===== Data for review =====

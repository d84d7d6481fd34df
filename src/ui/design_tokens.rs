// SPDX-License-Identifier: MPL-2.0
//! Visual constants shared by the wizard, the settings screen and the toasts.
//!
//! Styles and views read their colours and measurements from here instead of
//! hard-coding them, so the questionnaire keeps one look across screens.
//!
//! ```
//! use invest_compass::ui::design_tokens::{opacity, palette, spacing};
//! use iced::Color;
//!
//! let card = Color { a: opacity::SURFACE, ..palette::WHITE };
//! let gap = spacing::MD;
//! # let _ = (card, gap);
//! ```

/// Colours. Neutrals run from `GRAY_100` (lightest) to `GRAY_900`.
pub mod palette {
    use iced::Color;

    pub const BLACK: Color = Color::BLACK;
    pub const WHITE: Color = Color::WHITE;

    pub const GRAY_100: Color = Color::from_rgb(0.85, 0.85, 0.85);
    pub const GRAY_200: Color = Color::from_rgb(0.75, 0.75, 0.75);
    pub const GRAY_400: Color = Color::from_rgb(0.4, 0.4, 0.4);
    pub const GRAY_700: Color = Color::from_rgb(0.3, 0.3, 0.3);
    pub const GRAY_900: Color = Color::from_rgb(0.1, 0.1, 0.1);

    /// Brand blue: primary buttons, chosen options, progress.
    pub const PRIMARY_400: Color = Color::from_rgb(0.4, 0.7, 1.0);
    pub const PRIMARY_500: Color = Color::from_rgb(0.3, 0.6, 0.9);
    pub const PRIMARY_600: Color = Color::from_rgb(0.2, 0.5, 0.8);

    // One accent per notification severity; ERROR also marks invalid input.
    pub const SUCCESS_500: Color = Color::from_rgb(0.263, 0.702, 0.404);
    pub const INFO_500: Color = Color::from_rgb(0.392, 0.588, 1.0);
    pub const WARNING_500: Color = Color::from_rgb(0.945, 0.651, 0.125);
    pub const ERROR_500: Color = Color::from_rgb(0.898, 0.224, 0.208);
}

pub mod opacity {
    /// Hover wash over neutral surfaces.
    pub const OVERLAY_SUBTLE: f32 = 0.2;
    /// Tooltip and toast shadows.
    pub const OVERLAY_MEDIUM: f32 = 0.5;
    /// Cards and toasts sitting over the page.
    pub const SURFACE: f32 = 0.95;
}

/// Gaps and paddings on a 4px step.
pub mod spacing {
    pub const XXS: f32 = 4.0;
    pub const XS: f32 = 8.0;
    pub const SM: f32 = 12.0;
    pub const MD: f32 = 16.0;
    pub const LG: f32 = 24.0;
}

pub mod sizing {
    pub const CONTENT_MAX_WIDTH: f32 = 760.0;
    pub const TOAST_WIDTH: f32 = 320.0;
    pub const TOOLTIP_MAX_WIDTH: f32 = 300.0;
    pub const NUMBER_INPUT_WIDTH: f32 = 240.0;
    pub const LANGUAGE_PICKER_WIDTH: f32 = 240.0;
}

/// Font sizes, largest first.
pub mod typography {
    /// Stage and screen headings.
    pub const TITLE_LG: f32 = 30.0;
    /// Review summary heading.
    pub const TITLE_MD: f32 = 20.0;
    /// Top bar and section headers.
    pub const TITLE_SM: f32 = 18.0;
    /// Question prompts.
    pub const BODY_LG: f32 = 16.0;
    pub const BODY: f32 = 14.0;
    /// Help text and toast messages.
    pub const BODY_SM: f32 = 13.0;
    /// Progress, timestamps, hints.
    pub const CAPTION: f32 = 12.0;
}

pub mod border {
    pub const WIDTH_SM: f32 = 1.0;
    /// Toast accent stripe.
    pub const WIDTH_MD: f32 = 2.0;
}

pub mod radius {
    pub const SM: f32 = 4.0;
    pub const MD: f32 = 8.0;
}

pub mod shadow {
    use super::palette;
    use iced::{Shadow, Vector};

    const fn drop(depth: f32) -> Shadow {
        Shadow {
            color: palette::BLACK,
            offset: Vector { x: 0.0, y: depth },
            blur_radius: depth * 2.0,
        }
    }

    pub const NONE: Shadow = drop(0.0);
    pub const SM: Shadow = drop(2.0);
    pub const MD: Shadow = drop(4.0);
}

// Scales must stay ordered; a misordered edit fails the build.
const _: () = {
    assert!(spacing::XXS < spacing::XS && spacing::XS < spacing::SM);
    assert!(spacing::SM < spacing::MD && spacing::MD < spacing::LG);
    assert!(typography::TITLE_LG > typography::TITLE_MD);
    assert!(typography::TITLE_MD > typography::TITLE_SM);
    assert!(typography::TITLE_SM > typography::BODY_LG);
    assert!(typography::BODY_LG > typography::BODY);
    assert!(typography::BODY > typography::BODY_SM);
    assert!(typography::BODY_SM > typography::CAPTION);
    assert!(opacity::OVERLAY_SUBTLE < opacity::OVERLAY_MEDIUM);
    assert!(opacity::SURFACE < 1.0);
    assert!(sizing::TOAST_WIDTH < sizing::CONTENT_MAX_WIDTH);
};

#[cfg(test)]
mod tests {
    use super::*;

    #[test]
    fn severity_accents_are_distinguishable() {
        let accents = [
            palette::SUCCESS_500,
            palette::INFO_500,
            palette::WARNING_500,
            palette::ERROR_500,
        ];
        for (i, a) in accents.iter().enumerate() {
            for b in &accents[i + 1..] {
                assert_ne!(a, b);
            }
        }
    }

    #[test]
    fn flat_shadow_has_no_offset_or_blur() {
        assert_eq!(shadow::NONE.offset, iced::Vector::ZERO);
        assert_eq!(shadow::NONE.blur_radius, 0.0);
        assert!(shadow::MD.blur_radius > shadow::SM.blur_radius);
    }
}
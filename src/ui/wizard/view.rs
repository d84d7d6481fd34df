// SPDX-License-Identifier: MPL-2.0
//! Wizard rendering: progress header, the current stage's questions and the
//! navigation row.

use super::review;
use super::state::{Message, State};
use crate::i18n::fluent::I18n;
use crate::questionnaire::{Glossary, Question, QuestionKind};
use crate::ui::design_tokens::{palette, sizing, spacing, typography};
use crate::ui::styles;
use iced::{
    alignment::Vertical,
    font::Weight,
    widget::{
        button, progress_bar, scrollable, text, text_input, tooltip, Column, Container, Row,
        Space, Text,
    },
    Element, Font, Length, Theme,
};

/// Contextual data needed to render the wizard.
pub struct ViewContext<'a> {
    pub i18n: &'a I18n,
    pub state: &'a State,
}

type ButtonStyle = fn(&Theme, button::Status) -> button::Style;

/// Render the wizard for the current stage.
pub fn view<'a>(ctx: ViewContext<'a>) -> Element<'a, Message> {
    let stage = ctx.state.current_stage();

    let title = Text::new(ctx.i18n.tr(&stage.title_key())).size(typography::TITLE_LG);
    let description = Text::new(ctx.i18n.tr(&stage.description_key()))
        .size(typography::BODY_LG)
        .style(muted_text);

    let mut content = Column::new()
        .spacing(spacing::MD)
        .padding(spacing::LG)
        .max_width(sizing::CONTENT_MAX_WIDTH)
        .push(progress_header(&ctx))
        .push(title)
        .push(description);

    if ctx.state.is_last_stage() {
        content = content.push(review::view(&ctx));
    }

    content = stage
        .questions
        .iter()
        .fold(content, |column, question| {
            column.push(question_block(&ctx, question))
        })
        .push(navigation_row(&ctx));

    scrollable(
        Container::new(content)
            .width(Length::Fill)
            .center_x(Length::Fill),
    )
    .into()
}

fn progress_header<'a>(ctx: &ViewContext<'a>) -> Element<'a, Message> {
    let (current, total) = ctx.state.progress();
    let label = Text::new(ctx.i18n.tr_with_args(
        "wizard-progress",
        &[
            ("current", current.to_string().as_str()),
            ("total", total.to_string().as_str()),
        ],
    ))
    .size(typography::CAPTION)
    .style(muted_text);

    let bar = progress_bar(0.0..=1.0, ctx.state.progress_fraction());

    Column::new()
        .spacing(spacing::XXS)
        .push(label)
        .push(bar)
        .into()
}

fn question_block<'a>(ctx: &ViewContext<'a>, question: &'a Question) -> Element<'a, Message> {
    let prompt = Text::new(ctx.i18n.tr(&question.prompt_key()))
        .size(typography::BODY_LG)
        .font(Font {
            weight: Weight::Bold,
            ..Font::default()
        });

    let mut header = Row::new()
        .spacing(spacing::XS)
        .align_y(Vertical::Center)
        .push(prompt);
    if question.required {
        header = header.push(
            Text::new(format!("* {}", ctx.i18n.tr("wizard-required-marker")))
                .size(typography::CAPTION)
                .style(|_theme: &Theme| text::Style {
                    color: Some(palette::ERROR_500),
                }),
        );
    }

    let help = Text::new(ctx.i18n.tr(&question.help_key()))
        .size(typography::BODY_SM)
        .style(muted_text);

    let mut block = Column::new().spacing(spacing::XS).push(header).push(help);

    if !question.terms.is_empty() {
        block = block.push(terms_row(
            ctx.i18n,
            ctx.state.questionnaire().glossary(),
            question,
        ));
    }

    block.push(answer_input(ctx, question)).into()
}

/// One tooltip target per referenced glossary term.
fn terms_row<'a>(i18n: &I18n, glossary: &Glossary, question: &Question) -> Element<'a, Message> {
    let chinese = i18n.is_chinese();
    let label = Text::new(i18n.tr("wizard-terms-label"))
        .size(typography::CAPTION)
        .style(muted_text);

    question
        .terms
        .iter()
        .filter_map(|id| glossary.get(id))
        .fold(
            Row::new()
                .spacing(spacing::XS)
                .align_y(Vertical::Center)
                .push(label),
            |row, term| {
                let name = Text::new(term.name(chinese).to_string())
                    .size(typography::CAPTION)
                    .style(|theme: &Theme| text::Style {
                        color: Some(theme.extended_palette().primary.base.color),
                    });
                row.push(styles::tooltip::term(
                    name,
                    term.heading(chinese),
                    term.definition(chinese).to_string(),
                    tooltip::Position::Top,
                ))
            },
        )
        .into()
}

fn answer_input<'a>(ctx: &ViewContext<'a>, question: &'a Question) -> Element<'a, Message> {
    let answers = ctx.state.answers();
    match &question.kind {
        QuestionKind::SingleChoice { options } => options
            .iter()
            .fold(Column::new().spacing(spacing::XXS), |column, option| {
                let selected = answers.is_selected(&question.id, option);
                column.push(choice_button(
                    ctx.i18n,
                    question,
                    option,
                    selected,
                    if selected { "◉" } else { "○" },
                    Message::Select {
                        question: question.id.clone(),
                        option: option.clone(),
                    },
                ))
            })
            .into(),
        QuestionKind::MultiChoice {
            options,
            min_selected,
        } => {
            let hint = if *min_selected > 1 {
                ctx.i18n.tr_with_args(
                    "wizard-select-at-least",
                    &[("min", min_selected.to_string().as_str())],
                )
            } else {
                ctx.i18n.tr("wizard-select-multiple")
            };
            options
                .iter()
                .fold(
                    Column::new()
                        .spacing(spacing::XXS)
                        .push(Text::new(hint).size(typography::CAPTION).style(muted_text)),
                    |column, option| {
                        let selected = answers.is_selected(&question.id, option);
                        column.push(choice_button(
                            ctx.i18n,
                            question,
                            option,
                            selected,
                            if selected { "☑" } else { "☐" },
                            Message::Toggle {
                                question: question.id.clone(),
                                option: option.clone(),
                            },
                        ))
                    },
                )
                .into()
        }
        QuestionKind::Text { multiline } => {
            let id = question.id.clone();
            let padding = if *multiline { spacing::SM } else { spacing::XS };
            text_input(
                &ctx.i18n.tr("wizard-text-placeholder"),
                answers.raw_text(&question.id),
            )
            .on_input(move |value| Message::TextChanged {
                question: id.clone(),
                value,
            })
            .padding(padding)
            .size(typography::BODY)
            .width(Length::Fill)
            .into()
        }
        QuestionKind::Number { min, max } => {
            let id = question.id.clone();
            let input = text_input(
                &ctx.i18n.tr("wizard-number-placeholder"),
                answers.raw_text(&question.id),
            )
            .on_input(move |value| Message::NumberChanged {
                question: id.clone(),
                value,
            })
            .padding(spacing::XS)
            .size(typography::BODY)
            .width(Length::Fixed(sizing::NUMBER_INPUT_WIDTH));

            let mut row = Row::new()
                .spacing(spacing::SM)
                .align_y(Vertical::Center)
                .push(input);
            if let (Some(min), Some(max)) = (min, max) {
                row = row.push(
                    Text::new(ctx.i18n.tr_with_args(
                        "wizard-number-range",
                        &[
                            ("min", min.to_string().as_str()),
                            ("max", max.to_string().as_str()),
                        ],
                    ))
                    .size(typography::CAPTION)
                    .style(muted_text),
                );
            }
            row.into()
        }
    }
}

fn choice_button<'a>(
    i18n: &I18n,
    question: &Question,
    option: &str,
    selected: bool,
    marker: &'static str,
    on_press: Message,
) -> Element<'a, Message> {
    let style: ButtonStyle = if selected {
        styles::button::selected
    } else {
        styles::button::unselected
    };
    let label = Row::new()
        .spacing(spacing::XS)
        .push(Text::new(marker).size(typography::BODY))
        .push(Text::new(i18n.tr(&question.option_key(option))).size(typography::BODY));

    button(label)
        .width(Length::Fill)
        .padding([spacing::XS, spacing::SM])
        .style(style)
        .on_press(on_press)
        .into()
}

fn navigation_row<'a>(ctx: &ViewContext<'a>) -> Element<'a, Message> {
    let back = button(Text::new(format!("← {}", ctx.i18n.tr("wizard-back-button"))))
        .padding([spacing::XS, spacing::MD])
        .style(styles::button::unselected)
        .on_press_maybe((!ctx.state.is_first_stage()).then_some(Message::Previous));

    let mut row = Row::new()
        .spacing(spacing::SM)
        .align_y(Vertical::Center)
        .push(back)
        .push(Space::new().width(Length::Fill));

    if ctx.state.is_last_stage() {
        row = row
            .push(
                button(Text::new(ctx.i18n.tr("wizard-restart-button")))
                    .padding([spacing::XS, spacing::MD])
                    .style(styles::button::danger)
                    .on_press(Message::Restart),
            )
            .push(
                button(Text::new(ctx.i18n.tr("wizard-export-button")))
                    .padding([spacing::XS, spacing::MD])
                    .style(styles::button::unselected)
                    .on_press(Message::Export),
            )
            .push(
                button(Text::new(ctx.i18n.tr("wizard-submit-button")))
                    .padding([spacing::XS, spacing::MD])
                    .style(styles::button::primary)
                    .on_press(Message::Submit),
            );
    } else {
        row = row.push(
            button(Text::new(format!("{} →", ctx.i18n.tr("wizard-next-button"))))
                .padding([spacing::XS, spacing::MD])
                .style(styles::button::primary)
                .on_press(Message::Next),
        );
    }

    row.into()
}

pub(super) fn muted_text(theme: &Theme) -> text::Style {
    text::Style {
        color: Some(theme.extended_palette().background.strong.text),
    }
}
// SPDX-License-Identifier: MPL-2.0
//! Toast notification system for user feedback.
//!
//! Notifications appear temporarily to inform users about outcomes (answers
//! missing, responses saved, a file could not be written) without blocking
//! interaction.
//!
//! # Components
//!
//! - [`notification`] - `NotificationSpec`, `Notification`, kinds and actions
//! - [`manager`] - `Manager`, the ordered queue and its lifecycle
//! - [`expiry`] - per-notification auto-dismiss timers
//! - [`toast`] - Toast widget component for rendering notifications
//!
//! # Usage
//!
//! ```ignore
//! use crate::ui::notifications::{Manager, NotificationSpec};
//!
//! let mut manager = Manager::new();
//! let task = manager
//!     .enqueue(NotificationSpec::success("Responses saved"))
//!     .map(Message::Notification);
//!
//! // In the view function
//! let toast_overlay = Toast::view_overlay(&manager).map(Message::Notification);
//! ```
//!
//! # Durations
//!
//! success/info 5 s, warning 6 s, error 8 s unless overridden; a zero
//! duration keeps the toast until it is dismissed.

mod expiry;
mod manager;
mod notification;
mod toast;

pub use expiry::{schedule, Expiry};
pub use manager::{Event as NotificationEvent, Manager, Message as NotificationMessage};
pub use notification::{
    Action, ActionStyle, Kind, Notification, NotificationId, NotificationSpec,
};
pub use toast::Toast;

=====

## [Work to complete]
Lines with "NONE": find them in the data and copy each one.

## [Exercise answer]
    pub const NONE: Shadow = drop(0.0);
        assert_eq!(shadow::NONE.offset, iced::Vector::ZERO);
        assert_eq!(shadow::NONE.blur_radius, 0.0);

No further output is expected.